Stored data
------------------------------------------------------------------------
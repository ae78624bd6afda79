//! Temporal delta codec (tags `0x70` base, `0x71` delta).
//!
//! The first sample of a batch is a base frame carrying the register ids and
//! raw values.  Every following sample is a delta frame holding, per
//! register, the difference to the linear prediction `2·prev − prev2`
//! (or `prev` while only one frame is known).
//!
//! ```text
//! base:  [0x70][count][id × count][u16 LE × count]
//! delta: [0x71][varint × count]
//! varint: 0sxxxxxx            |Δ| ≤ 63
//!         0x80 i8             |Δ| ≤ 127
//!         0x81 i16 LE         otherwise
//! ```
//!
//! Deltas wrap modulo 2^16 so every value is representable.

use heapless::Deque;

use crate::error::{Fault, Result};
use crate::registers::{MAX_SELECTION, RegisterSelection};

use super::{TAG_TEMPORAL_BASE, TAG_TEMPORAL_DELTA};

/// Past frames kept for prediction.
pub const WINDOW: usize = 8;

const MARK_I8: u8 = 0x80;
const MARK_I16: u8 = 0x81;

type Frame = heapless::Vec<u16, MAX_SELECTION>;

/// Sliding window of past frames keyed by the selection that produced them.
struct History {
    frames: Deque<Frame, WINDOW>,
}

impl History {
    fn new() -> Self {
        Self { frames: Deque::new() }
    }

    fn push(&mut self, frame: Frame) {
        if self.frames.is_full() {
            self.frames.pop_front();
        }
        let _ = self.frames.push_back(frame);
    }

    fn predict(&self, i: usize) -> u16 {
        let mut recent = self.frames.iter().rev();
        match (recent.next(), recent.next()) {
            (Some(prev), Some(prev2)) => {
                let p = 2 * i32::from(prev[i]) - i32::from(prev2[i]);
                p.clamp(0, i32::from(u16::MAX)) as u16
            }
            (Some(prev), None) => prev[i],
            _ => 0,
        }
    }
}

fn write_varint(out: &mut Vec<u8>, delta: i16) {
    if (-63..=63).contains(&delta) {
        out.push((delta as u8) & 0x7F);
    } else if let Ok(small) = i8::try_from(delta) {
        out.push(MARK_I8);
        out.push(small as u8);
    } else {
        out.push(MARK_I16);
        out.extend_from_slice(&delta.to_le_bytes());
    }
}

fn read_varint(bytes: &[u8], pos: &mut usize) -> Result<i16> {
    let b = *bytes.get(*pos).ok_or(Fault::CompressionFailure)?;
    *pos += 1;
    match b {
        MARK_I8 => {
            let v = *bytes.get(*pos).ok_or(Fault::CompressionFailure)?;
            *pos += 1;
            Ok(i16::from(v as i8))
        }
        MARK_I16 => {
            let raw = bytes.get(*pos..*pos + 2).ok_or(Fault::CompressionFailure)?;
            *pos += 2;
            Ok(i16::from_le_bytes([raw[0], raw[1]]))
        }
        b if b & 0x80 == 0 => Ok(i16::from(((b << 1) as i8) >> 1)),
        _ => Err(Fault::CompressionFailure),
    }
}

/// Encode a batch.  The window starts empty so the packet decodes on its own.
pub fn encode(values: &[u16], selection: &RegisterSelection) -> Option<Vec<u8>> {
    let count = selection.len();
    if count == 0 || values.is_empty() || values.len() % count != 0 {
        return None;
    }
    let mut history = History::new();
    let mut out = Vec::with_capacity(values.len() * 2);

    for (n, row) in values.chunks_exact(count).enumerate() {
        if n == 0 {
            out.push(TAG_TEMPORAL_BASE);
            out.push(count as u8);
            out.extend(selection.iter().map(|id| id as u8));
            for v in row {
                out.extend_from_slice(&v.to_le_bytes());
            }
        } else {
            out.push(TAG_TEMPORAL_DELTA);
            for (i, &v) in row.iter().enumerate() {
                let delta = v.wrapping_sub(history.predict(i)) as i16;
                write_varint(&mut out, delta);
            }
        }
        history.push(row.iter().copied().collect());
    }
    Some(out)
}

pub fn decode(bytes: &[u8]) -> Result<Vec<u16>> {
    if bytes.len() < 2 || bytes[0] != TAG_TEMPORAL_BASE {
        return Err(Fault::CompressionFailure);
    }
    let count = usize::from(bytes[1]);
    if count == 0 || count > MAX_SELECTION {
        return Err(Fault::CompressionFailure);
    }
    let mut pos = 2 + count;
    let raw = bytes
        .get(pos..pos + count * 2)
        .ok_or(Fault::CompressionFailure)?;
    pos += count * 2;

    let mut history = History::new();
    let base: Frame = raw
        .chunks_exact(2)
        .map(|c| u16::from_le_bytes([c[0], c[1]]))
        .collect();
    let mut out: Vec<u16> = base.iter().copied().collect();
    history.push(base);

    while pos < bytes.len() {
        if bytes[pos] != TAG_TEMPORAL_DELTA {
            return Err(Fault::CompressionFailure);
        }
        pos += 1;
        let mut frame = Frame::new();
        for i in 0..count {
            let delta = read_varint(bytes, &mut pos)?;
            let v = history.predict(i).wrapping_add(delta as u16);
            // Cannot overflow: count <= MAX_SELECTION.
            let _ = frame.push(v);
        }
        out.extend_from_slice(&frame);
        history.push(frame);
    }
    Ok(out)
}

#[cfg(test)]
mod tests {
    use super::*;
    use crate::registers::RegisterId;

    const ROW: [u16; 10] = [2400, 180, 50, 4200, 70, 600, 70, 35, 100, 1500];

    fn ramp(samples: u16, step: u16) -> Vec<u16> {
        (0..samples)
            .flat_map(|k| ROW.iter().map(move |v| v + k * step))
            .collect()
    }

    #[test]
    fn linear_ramp_is_one_byte_per_delta() {
        let values = ramp(7, 10);
        let bytes = encode(&values, &RegisterSelection::all()).unwrap();
        assert_eq!(bytes.len(), 32 + 6 * 11);
        assert_eq!(bytes[0], 0x70);
        assert_eq!(bytes[32], 0x71);
        assert_eq!(decode(&bytes).unwrap(), values);
    }

    #[test]
    fn varint_widths() {
        let mut out = Vec::new();
        write_varint(&mut out, -63);
        write_varint(&mut out, 100);
        write_varint(&mut out, -20_000);
        assert_eq!(out.len(), 1 + 2 + 3);
        let mut pos = 0;
        assert_eq!(read_varint(&out, &mut pos), Ok(-63));
        assert_eq!(read_varint(&out, &mut pos), Ok(100));
        assert_eq!(read_varint(&out, &mut pos), Ok(-20_000));
    }

    #[test]
    fn extreme_jumps_round_trip() {
        let sel = RegisterSelection::new(&[RegisterId::Vac1, RegisterId::Pac]).unwrap();
        let values = vec![0, 65535, 65535, 0, 0, 65535, 12, 40_000];
        let bytes = encode(&values, &sel).unwrap();
        assert_eq!(decode(&bytes).unwrap(), values);
    }

    #[test]
    fn packet_starting_with_delta_is_rejected() {
        assert_eq!(decode(&[0x71, 0x00]), Err(Fault::CompressionFailure));
    }
}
------------------------------------------------------------------------
Task requirements -
If a line in the records holds the string "copied", copy it.

Task solution -
        history.push(row.iter().copied().collect());
    let mut out: Vec<u16> = base.iter().copied().collect();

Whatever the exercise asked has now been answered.